Stored data.
•••

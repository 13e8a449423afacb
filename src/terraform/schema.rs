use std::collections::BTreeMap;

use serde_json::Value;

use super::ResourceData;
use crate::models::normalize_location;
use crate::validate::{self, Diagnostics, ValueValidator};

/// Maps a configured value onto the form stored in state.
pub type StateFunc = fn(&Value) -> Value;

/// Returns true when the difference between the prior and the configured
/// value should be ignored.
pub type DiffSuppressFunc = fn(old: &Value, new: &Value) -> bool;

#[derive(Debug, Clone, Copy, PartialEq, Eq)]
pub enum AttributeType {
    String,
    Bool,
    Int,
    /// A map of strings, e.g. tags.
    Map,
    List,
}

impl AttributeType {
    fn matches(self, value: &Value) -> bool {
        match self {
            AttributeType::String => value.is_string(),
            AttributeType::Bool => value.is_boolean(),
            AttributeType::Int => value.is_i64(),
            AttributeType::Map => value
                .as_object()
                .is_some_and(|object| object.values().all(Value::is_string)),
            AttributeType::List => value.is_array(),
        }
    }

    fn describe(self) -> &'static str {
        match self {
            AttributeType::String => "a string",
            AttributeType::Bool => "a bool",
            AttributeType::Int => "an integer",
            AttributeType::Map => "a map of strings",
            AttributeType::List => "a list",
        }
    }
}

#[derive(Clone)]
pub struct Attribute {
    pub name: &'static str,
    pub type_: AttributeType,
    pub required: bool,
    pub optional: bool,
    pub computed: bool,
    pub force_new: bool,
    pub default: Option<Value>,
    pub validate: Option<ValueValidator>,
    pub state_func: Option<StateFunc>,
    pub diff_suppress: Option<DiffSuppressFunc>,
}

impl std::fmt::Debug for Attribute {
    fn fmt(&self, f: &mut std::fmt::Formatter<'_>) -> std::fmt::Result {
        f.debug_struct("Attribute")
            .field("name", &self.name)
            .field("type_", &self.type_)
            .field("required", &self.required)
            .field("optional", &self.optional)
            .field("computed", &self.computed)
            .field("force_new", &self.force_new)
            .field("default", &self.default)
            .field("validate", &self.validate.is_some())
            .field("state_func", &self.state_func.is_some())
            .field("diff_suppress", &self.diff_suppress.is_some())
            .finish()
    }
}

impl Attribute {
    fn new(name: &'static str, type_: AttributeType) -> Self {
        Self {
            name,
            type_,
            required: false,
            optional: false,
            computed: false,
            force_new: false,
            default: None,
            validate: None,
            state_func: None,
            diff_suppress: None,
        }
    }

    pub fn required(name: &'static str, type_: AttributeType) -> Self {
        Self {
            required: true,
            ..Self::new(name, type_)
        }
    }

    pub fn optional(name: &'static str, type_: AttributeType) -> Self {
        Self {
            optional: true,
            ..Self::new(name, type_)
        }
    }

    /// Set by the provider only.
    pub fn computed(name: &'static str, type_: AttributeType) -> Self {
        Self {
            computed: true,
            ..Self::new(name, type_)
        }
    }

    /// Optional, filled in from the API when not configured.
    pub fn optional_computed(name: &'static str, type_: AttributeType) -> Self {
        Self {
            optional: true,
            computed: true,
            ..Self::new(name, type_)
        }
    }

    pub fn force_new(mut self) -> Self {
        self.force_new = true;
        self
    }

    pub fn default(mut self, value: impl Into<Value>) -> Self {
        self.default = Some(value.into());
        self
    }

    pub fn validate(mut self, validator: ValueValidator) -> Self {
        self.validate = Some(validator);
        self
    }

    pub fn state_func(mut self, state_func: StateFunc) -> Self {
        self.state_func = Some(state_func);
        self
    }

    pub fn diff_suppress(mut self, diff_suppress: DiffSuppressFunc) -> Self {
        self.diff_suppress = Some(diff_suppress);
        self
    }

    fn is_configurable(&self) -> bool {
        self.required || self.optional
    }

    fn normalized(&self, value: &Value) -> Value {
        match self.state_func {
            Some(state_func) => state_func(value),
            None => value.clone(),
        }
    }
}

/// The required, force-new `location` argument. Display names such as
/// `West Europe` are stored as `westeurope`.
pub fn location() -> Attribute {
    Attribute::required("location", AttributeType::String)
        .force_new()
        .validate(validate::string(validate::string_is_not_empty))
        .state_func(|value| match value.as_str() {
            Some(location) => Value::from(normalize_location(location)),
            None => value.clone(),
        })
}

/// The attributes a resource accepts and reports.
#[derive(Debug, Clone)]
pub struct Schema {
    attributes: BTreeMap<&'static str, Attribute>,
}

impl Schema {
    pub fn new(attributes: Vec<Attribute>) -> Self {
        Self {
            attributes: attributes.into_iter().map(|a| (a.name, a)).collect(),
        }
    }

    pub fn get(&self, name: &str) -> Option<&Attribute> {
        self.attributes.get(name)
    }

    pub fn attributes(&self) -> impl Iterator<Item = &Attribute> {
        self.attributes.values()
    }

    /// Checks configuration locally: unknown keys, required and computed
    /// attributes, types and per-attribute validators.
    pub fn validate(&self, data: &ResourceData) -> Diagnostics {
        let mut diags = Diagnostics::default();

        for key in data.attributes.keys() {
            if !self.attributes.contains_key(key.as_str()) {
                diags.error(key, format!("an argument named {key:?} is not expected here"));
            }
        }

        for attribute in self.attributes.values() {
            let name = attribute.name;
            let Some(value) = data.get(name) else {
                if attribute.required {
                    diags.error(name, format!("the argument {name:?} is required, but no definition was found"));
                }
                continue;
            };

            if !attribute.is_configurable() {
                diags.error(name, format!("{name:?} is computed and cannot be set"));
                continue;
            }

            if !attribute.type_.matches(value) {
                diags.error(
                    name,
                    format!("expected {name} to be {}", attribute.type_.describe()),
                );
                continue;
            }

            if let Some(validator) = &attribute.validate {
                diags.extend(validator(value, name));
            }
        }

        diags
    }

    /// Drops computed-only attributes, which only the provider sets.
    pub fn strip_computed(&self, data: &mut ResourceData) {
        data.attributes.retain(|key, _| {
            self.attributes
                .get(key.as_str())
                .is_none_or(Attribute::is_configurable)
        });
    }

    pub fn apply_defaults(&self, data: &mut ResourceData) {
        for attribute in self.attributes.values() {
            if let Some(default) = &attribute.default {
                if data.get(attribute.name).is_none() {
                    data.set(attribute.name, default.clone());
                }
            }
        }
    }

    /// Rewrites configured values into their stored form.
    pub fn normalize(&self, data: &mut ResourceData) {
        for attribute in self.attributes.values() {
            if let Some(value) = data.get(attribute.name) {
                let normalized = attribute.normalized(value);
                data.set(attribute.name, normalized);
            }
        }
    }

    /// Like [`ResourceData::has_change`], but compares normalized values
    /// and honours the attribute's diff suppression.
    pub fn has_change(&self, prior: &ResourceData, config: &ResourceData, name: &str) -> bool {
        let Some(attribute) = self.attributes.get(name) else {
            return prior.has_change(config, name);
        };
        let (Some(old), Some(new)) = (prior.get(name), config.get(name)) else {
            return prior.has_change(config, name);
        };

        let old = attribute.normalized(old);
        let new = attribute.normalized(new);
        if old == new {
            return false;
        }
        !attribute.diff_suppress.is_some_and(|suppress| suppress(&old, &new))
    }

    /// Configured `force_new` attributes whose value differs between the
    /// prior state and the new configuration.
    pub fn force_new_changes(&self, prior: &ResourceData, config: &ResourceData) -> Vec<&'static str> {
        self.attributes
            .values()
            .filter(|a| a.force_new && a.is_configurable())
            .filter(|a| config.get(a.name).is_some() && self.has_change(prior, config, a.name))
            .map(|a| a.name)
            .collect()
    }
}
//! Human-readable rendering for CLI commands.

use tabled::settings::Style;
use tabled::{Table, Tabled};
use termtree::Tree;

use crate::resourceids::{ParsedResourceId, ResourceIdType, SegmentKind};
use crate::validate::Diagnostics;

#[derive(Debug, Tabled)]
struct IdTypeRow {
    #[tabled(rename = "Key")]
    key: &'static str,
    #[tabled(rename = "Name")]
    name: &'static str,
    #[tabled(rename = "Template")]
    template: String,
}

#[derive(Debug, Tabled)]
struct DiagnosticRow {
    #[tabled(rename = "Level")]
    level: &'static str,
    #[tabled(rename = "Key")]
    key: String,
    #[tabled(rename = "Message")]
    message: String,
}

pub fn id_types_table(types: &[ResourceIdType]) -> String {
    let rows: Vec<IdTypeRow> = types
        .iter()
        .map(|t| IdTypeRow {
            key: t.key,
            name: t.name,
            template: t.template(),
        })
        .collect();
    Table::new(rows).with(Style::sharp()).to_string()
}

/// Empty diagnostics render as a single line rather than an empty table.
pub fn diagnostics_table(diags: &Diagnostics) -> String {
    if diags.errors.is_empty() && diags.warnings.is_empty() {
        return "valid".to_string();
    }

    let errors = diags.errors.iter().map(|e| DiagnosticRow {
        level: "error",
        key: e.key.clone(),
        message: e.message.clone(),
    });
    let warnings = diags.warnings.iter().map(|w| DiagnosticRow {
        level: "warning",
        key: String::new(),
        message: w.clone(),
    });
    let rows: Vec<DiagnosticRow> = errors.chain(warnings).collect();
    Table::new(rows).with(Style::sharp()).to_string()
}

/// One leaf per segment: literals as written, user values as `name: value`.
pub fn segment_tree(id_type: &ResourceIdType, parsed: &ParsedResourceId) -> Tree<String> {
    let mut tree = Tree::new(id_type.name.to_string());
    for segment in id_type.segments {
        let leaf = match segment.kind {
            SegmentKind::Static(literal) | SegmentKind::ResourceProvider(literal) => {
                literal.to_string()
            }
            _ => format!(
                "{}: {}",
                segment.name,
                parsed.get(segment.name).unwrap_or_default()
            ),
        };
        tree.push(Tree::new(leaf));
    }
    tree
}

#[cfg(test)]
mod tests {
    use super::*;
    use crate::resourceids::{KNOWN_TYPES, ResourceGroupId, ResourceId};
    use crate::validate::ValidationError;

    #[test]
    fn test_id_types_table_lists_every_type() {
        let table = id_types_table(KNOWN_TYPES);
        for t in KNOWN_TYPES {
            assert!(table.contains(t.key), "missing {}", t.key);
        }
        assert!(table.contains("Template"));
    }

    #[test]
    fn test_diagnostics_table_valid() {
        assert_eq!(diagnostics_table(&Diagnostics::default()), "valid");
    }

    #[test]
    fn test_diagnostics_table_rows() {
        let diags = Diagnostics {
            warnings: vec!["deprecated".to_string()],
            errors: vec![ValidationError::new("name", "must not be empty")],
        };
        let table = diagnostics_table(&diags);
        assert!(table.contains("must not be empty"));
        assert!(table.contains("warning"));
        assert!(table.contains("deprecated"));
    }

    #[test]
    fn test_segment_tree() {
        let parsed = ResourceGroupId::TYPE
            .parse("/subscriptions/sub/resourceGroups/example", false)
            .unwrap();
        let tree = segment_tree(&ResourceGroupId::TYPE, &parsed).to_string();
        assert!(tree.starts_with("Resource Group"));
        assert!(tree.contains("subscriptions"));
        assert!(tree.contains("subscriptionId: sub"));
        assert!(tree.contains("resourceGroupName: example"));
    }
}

•••

Requirement. Report all lines of the data above that include the string "strings".

Response for this exercise.
    /// A map of strings, e.g. tags.
            AttributeType::Map => "a map of strings",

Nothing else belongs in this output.